Dulac’s preoccupation with defining the filmmaker as an auteur coincides with her effort to characterize cinema as the medium that allows a full expression of human emotions and experiences, as well as a direct rendition of reality. This view of the auteur also enables Dulac to disentangle the figure of the filmmaker-author from a system of representation and signification that identifies the auteur as an enunciative mark of subjective positions, a view that has, as Judith Mayne has remarked, distinctly patriarchal connotations (94). Dulac never proposed a feminist-oriented or a gender-specific model of the film auteur. However, her films and her writings propose a tactic of disengagement from the premises of the 1920s film and art contexts and offer a viable alternative to the patriarchal affiliation of auteurism with male-informed artistic practices and cultural contexts. My examination of Dulac from an authorial perspective is based on the analysis of some of her writings, which I would argue constitute a valuable complement to the scholarly discussion of Dulac as an important auteur of the French avant-garde (5).

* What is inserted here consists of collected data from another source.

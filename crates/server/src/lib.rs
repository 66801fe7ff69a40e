//! Clientele server library.
//!
//! Customer and product records in `PostgreSQL` behind a multi-key
//! cache-aside layer, served as a JSON API. Exposed as a library so the
//! router and services can be tested and reused by the CLI.

#![cfg_attr(not(test), forbid(unsafe_code))]

pub mod cache;
pub mod config;
pub mod db;
pub mod error;
pub mod middleware;
pub mod routes;
pub mod services;
pub mod state;

use axum::{Router, http::Request, response::Response};
use tower_http::{
    cors::CorsLayer,
    trace::{DefaultOnResponse, OnResponse, TraceLayer},
};
use tracing::Span;

use state::AppState;

/// Build the application router with request tracing, request IDs and CORS.
///
/// Sentry layers are added by the binary, outermost.
pub fn app(state: AppState) -> Router {
    Router::new()
        .nest("/api", routes::routes())
        .layer(axum::middleware::from_fn(
            middleware::request_id_middleware,
        ))
        .layer(
            TraceLayer::new_for_http()
                .make_span_with(|request: &Request<_>| {
                    tracing::info_span!(
                        "http_request",
                        method = %request.method(),
                        uri = %request.uri(),
                        request_id = tracing::field::Empty,
                        status = tracing::field::Empty,
                        latency_ms = tracing::field::Empty,
                    )
                })
                .on_response(
                    |response: &Response, latency: std::time::Duration, span: &Span| {
                        span.record("status", response.status().as_u16());
                        span.record(
                            "latency_ms",
                            u64::try_from(latency.as_millis()).unwrap_or(u64::MAX),
                        );
                        DefaultOnResponse::default().on_response(response, latency, span);
                    },
                ),
        )
        .layer(CorsLayer::permissive())
        .with_state(state)
}
//! Cache-aside copies of customer records.
//!
//! A customer is stored once per identifier it can be looked up by, under
//! `customer:{type}:{value}` keys (`customer_id`, `aadhar`, `passport`,
//! `driving_license`). The store stays the source of truth: every backend
//! failure is logged and treated as a miss or a no-op.

mod backend;

use std::time::Duration;

use clientele_core::{Customer, IdentifierSnapshot, Lookup, LookupKey};

pub use backend::{CacheBackend, CacheError, MokaBackend};

/// How long a cached customer stays valid.
pub const CACHE_TTL: Duration = Duration::from_secs(60 * 60);

/// Cache key for one identifier of a customer.
#[must_use]
pub fn cache_key(key: LookupKey, value: &str) -> String {
    format!("customer:{key}:{value}")
}

/// Multi-key customer cache over a [`CacheBackend`].
#[derive(Clone)]
pub struct CustomerCache<B> {
    backend: B,
}

impl<B: CacheBackend> CustomerCache<B> {
    #[must_use]
    pub const fn new(backend: B) -> Self {
        Self { backend }
    }

    /// Access the underlying backend.
    #[must_use]
    pub const fn backend(&self) -> &B {
        &self.backend
    }

    /// Store `customer` under every identifier it currently has,
    /// overwriting earlier entries.
    pub async fn put(&self, customer: &Customer) {
        let payload = match serde_json::to_string(customer) {
            Ok(payload) => payload,
            Err(e) => {
                tracing::warn!(
                    customer_id = %customer.customer_id,
                    error = %CacheError::from(e),
                    "Skipping cache write"
                );
                return;
            }
        };

        for lookup in customer.identifiers().lookups() {
            let key = cache_key(lookup.key, &lookup.value);
            if let Err(e) = self.backend.set(key, payload.clone()).await {
                tracing::warn!(
                    customer_id = %customer.customer_id,
                    key_type = %lookup.key,
                    error = %e,
                    "Cache write failed"
                );
            }
        }
    }

    /// Cached customer for `lookup`, or `None` on a miss or backend failure.
    pub async fn get(&self, lookup: &Lookup) -> Option<Customer> {
        let key = cache_key(lookup.key, &lookup.value);
        let raw = match self.backend.get(&key).await {
            Ok(raw) => raw?,
            Err(e) => {
                tracing::warn!(key_type = %lookup.key, error = %e, "Cache read failed");
                return None;
            }
        };

        match serde_json::from_str::<Customer>(&raw) {
            Ok(customer) => {
                tracing::debug!(key_type = %lookup.key, "Cache hit");
                Some(customer)
            }
            Err(e) => {
                tracing::warn!(key_type = %lookup.key, error = %e, "Evicting undecodable cache entry");
                self.delete_key(&key).await;
                None
            }
        }
    }

    /// Remove the entries for every identifier in `snapshot`.
    ///
    /// Pass the identifiers as they were before the mutation; the new record
    /// cannot tell which keys used to point at it.
    pub async fn invalidate(&self, snapshot: &IdentifierSnapshot) {
        for lookup in snapshot.lookups() {
            self.delete_key(&cache_key(lookup.key, &lookup.value)).await;
        }
        tracing::debug!(customer_id = %snapshot.customer_id, "Cache entries invalidated");
    }

    /// Drop every cached entry.
    pub async fn clear(&self) {
        if let Err(e) = self.backend.flush().await {
            tracing::warn!(error = %e, "Cache flush failed");
        }
    }

    async fn delete_key(&self, key: &str) {
        if let Err(e) = self.backend.delete(key).await {
            tracing::warn!(error = %e, "Cache delete failed");
        }
    }
}

#[cfg(test)]
#[allow(clippy::unwrap_used)]
mod tests {
    use chrono::Utc;
    use clientele_core::CustomerId;

    use super::*;

    fn customer() -> Customer {
        Customer {
            customer_id: CustomerId::new(1_234_567_890),
            name: "Jane Doe".to_string(),
            age: 30,
            address: "123 Main St".to_string(),
            phone_number: None,
            email: None,
            aadhar_id: Some("123456789012".to_string()),
            passport_id: Some("P7654321".to_string()),
            driving_license_id: None,
            created_at: Utc::now(),
        }
    }

    fn moka_cache() -> CustomerCache<MokaBackend> {
        CustomerCache::new(MokaBackend::new(100, CACHE_TTL))
    }

    /// Backend that fails every call.
    struct Unreachable;

    impl CacheBackend for Unreachable {
        async fn get(&self, _key: &str) -> Result<Option<String>, CacheError> {
            Err(CacheError::Unavailable("connection refused".to_string()))
        }

        async fn set(&self, _key: String, _value: String) -> Result<(), CacheError> {
            Err(CacheError::Unavailable("connection refused".to_string()))
        }

        async fn delete(&self, _key: &str) -> Result<(), CacheError> {
            Err(CacheError::Unavailable("connection refused".to_string()))
        }

        async fn flush(&self) -> Result<(), CacheError> {
            Err(CacheError::Unavailable("connection refused".to_string()))
        }
    }

    #[test]
    fn test_cache_key_format() {
        assert_eq!(
            cache_key(LookupKey::DrivingLicense, "DL-1"),
            "customer:driving_license:DL-1"
        );
        assert_eq!(
            cache_key(LookupKey::CustomerId, "1234567890"),
            "customer:customer_id:1234567890"
        );
    }

    #[tokio::test]
    async fn test_put_indexes_every_present_identifier() {
        let cache = moka_cache();
        let jane = customer();
        cache.put(&jane).await;

        for (key, value) in [
            (LookupKey::CustomerId, "1234567890"),
            (LookupKey::Aadhar, "123456789012"),
            (LookupKey::Passport, "P7654321"),
        ] {
            let hit = cache.get(&Lookup::parse(key.as_str(), value).unwrap()).await;
            assert_eq!(hit.as_ref(), Some(&jane), "missing {key}");
        }

        let absent = Lookup {
            key: LookupKey::DrivingLicense,
            value: "DL-1".to_string(),
        };
        assert!(cache.get(&absent).await.is_none());
    }

    #[tokio::test]
    async fn test_invalidate_uses_snapshot_keys() {
        let cache = moka_cache();
        let before = customer();
        cache.put(&before).await;

        // The record now has a different passport; invalidating with the new
        // identifiers would leave the old passport key behind.
        let mut after = before.clone();
        after.passport_id = Some("P0000001".to_string());
        cache.invalidate(&before.identifiers()).await;
        cache.put(&after).await;

        let old_passport = Lookup::parse("passport", "P7654321").unwrap();
        assert!(cache.get(&old_passport).await.is_none());
        let new_passport = Lookup::parse("passport", "P0000001").unwrap();
        assert_eq!(cache.get(&new_passport).await, Some(after));
    }

    #[tokio::test]
    async fn test_undecodable_entry_is_a_miss_and_evicted() {
        let cache = moka_cache();
        let key = cache_key(LookupKey::Aadhar, "999");
        cache
            .backend()
            .set(key.clone(), "{not json".to_string())
            .await
            .unwrap();

        let lookup = Lookup::parse("aadhar", "999").unwrap();
        assert!(cache.get(&lookup).await.is_none());
        assert_eq!(cache.backend().get(&key).await.unwrap(), None);
    }

    #[tokio::test]
    async fn test_clear() {
        let cache = moka_cache();
        let jane = customer();
        cache.put(&jane).await;
        cache.clear().await;
        assert!(cache.get(&Lookup::customer_id(jane.customer_id)).await.is_none());
    }

    #[tokio::test]
    async fn test_backend_failures_are_swallowed() {
        let cache = CustomerCache::new(Unreachable);
        let jane = customer();
        cache.put(&jane).await;
        assert!(cache.get(&Lookup::customer_id(jane.customer_id)).await.is_none());
        cache.invalidate(&jane.identifiers()).await;
        cache.clear().await;
    }
}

Inside/outside the French avant-garde

Sandy Flitterman-Lewis has noted that Germaine Dulac’s production, although characterized by its diversity in categories and genres, “is rooted in the profound unity of her theoretical conceptualizations about the cinema” (1984, 32). That Dulac participated in different film modes is also a result of her association with the French avant-garde, particularly the Impressionist Movement, and its participation in various film modes and circles. This multiple involvement in artistic and commercial film practices was also due to the situation of the French film industry at the time. Since the end of World War I, French cinema was hindered by an economic and institutional crisis, struggling to counteract Hollywood’s emergence onto the international film scene. The fragmentation of France’s film industry into various film companies, many of them small and independent, and the crisis of the national system of film distribution and exhibition coincided with the expansion of alternative circuits of film production and distribution by avant-garde filmmakers.

Germaine Dulac

As Paolo Bertetto notes, Dulac’s participation in the French avant-garde remains both external and internal. According to Bertetto, Dulac’s conceptions and personal experimentations of “pure cinema” and “integral cinegraphy,” indicative of her rigorous commitment to the definition of a new film aesthetic and language, allowed her to play a part in different avant-garde projects and movements, without being exclusively associated with any of them (6). I argue that this internal/external role also identifies gender-specific possibilities of self-orientation within the cultural and professional environment of 1920s French cinema.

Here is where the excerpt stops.